• [HOW TO COMPLETE THIS TASK]: Taking the line containing "phase and next" as the first and the last line of the entries as the end, reproduce every line between them exactly, including both.

• [RECORDS TO USE]:
//! # bloomcycle
//!
//! Private, on-device cycle tracking.
//!
//! The core is [`prediction`] and [`calendar`]: pure functions that turn a
//! cycle configuration and a date into the current cycle day, phase and next
//! period, and into calendar markings for logged and predicted period days.
//! Around it sit an encrypted key/value vault ([`storage`], [`crypto`]),
//! typed record views ([`records`]) and the [`commands::Tracker`] that ties
//! them to a [`clock::Clock`].
//!
//! ```
//! use bloomcycle::{CycleConfiguration, CycleStatus};
//! use chrono::NaiveDate;
//!
//! let config = CycleConfiguration::new(NaiveDate::from_ymd_opt(2024, 1, 1).unwrap(), 28, 5);
//! let status = CycleStatus::compute(&config, NaiveDate::from_ymd_opt(2024, 1, 15).unwrap());
//! assert_eq!(status.current_day_in_cycle, 15);
//! ```

pub mod calendar;
pub mod clock;
pub mod commands;
pub mod crypto;
pub mod dates;
pub mod medication;
pub mod models;
pub mod prediction;
pub mod records;
pub mod reminders;
pub mod storage;

pub use calendar::{compute_calendar_marking, CalendarMarking};
pub use clock::{Clock, FixedClock, SystemClock};
pub use commands::{Tracker, TrackerError};
pub use models::{
    CycleConfiguration, CycleSettings, CycleStatus, FertilityWindow, Frequency, MarkingCategory,
    Medication, Phase, Reminder, ReminderKind, ReminderSettings,
};
pub use prediction::{
    compute_cycle_status, compute_cycle_status_or_default, PeriodOutlook, PhaseThresholds,
    PredictionError,
};
pub use storage::{EncryptedFileStore, KeyValueStore, MemoryStore, StorageError};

• [RESPONSE]:
//! cycle configuration and a date into the current cycle day, phase and next
//! period, and into calendar markings for logged and predicted period days.
//! Around it sit an encrypted key/value vault ([`storage`], [`crypto`]),
//! typed record views ([`records`]) and the [`commands::Tracker`] that ties
//! them to a [`clock::Clock`].
//!
//! ```
//! use bloomcycle::{CycleConfiguration, CycleStatus};
//! use chrono::NaiveDate;
//!
//! let config = CycleConfiguration::new(NaiveDate::from_ymd_opt(2024, 1, 1).unwrap(), 28, 5);
//! let status = CycleStatus::compute(&config, NaiveDate::from_ymd_opt(2024, 1, 15).unwrap());
//! assert_eq!(status.current_day_in_cycle, 15);
//! ```

pub mod calendar;
pub mod clock;
pub mod commands;
pub mod crypto;
pub mod dates;
pub mod medication;
pub mod models;
pub mod prediction;
pub mod records;
pub mod reminders;
pub mod storage;

pub use calendar::{compute_calendar_marking, CalendarMarking};
pub use clock::{Clock, FixedClock, SystemClock};
pub use commands::{Tracker, TrackerError};
pub use models::{
    CycleConfiguration, CycleSettings, CycleStatus, FertilityWindow, Frequency, MarkingCategory,
    Medication, Phase, Reminder, ReminderKind, ReminderSettings,
};
pub use prediction::{
    compute_cycle_status, compute_cycle_status_or_default, PeriodOutlook, PhaseThresholds,
    PredictionError,
};
pub use storage::{EncryptedFileStore, KeyValueStore, MemoryStore, StorageError};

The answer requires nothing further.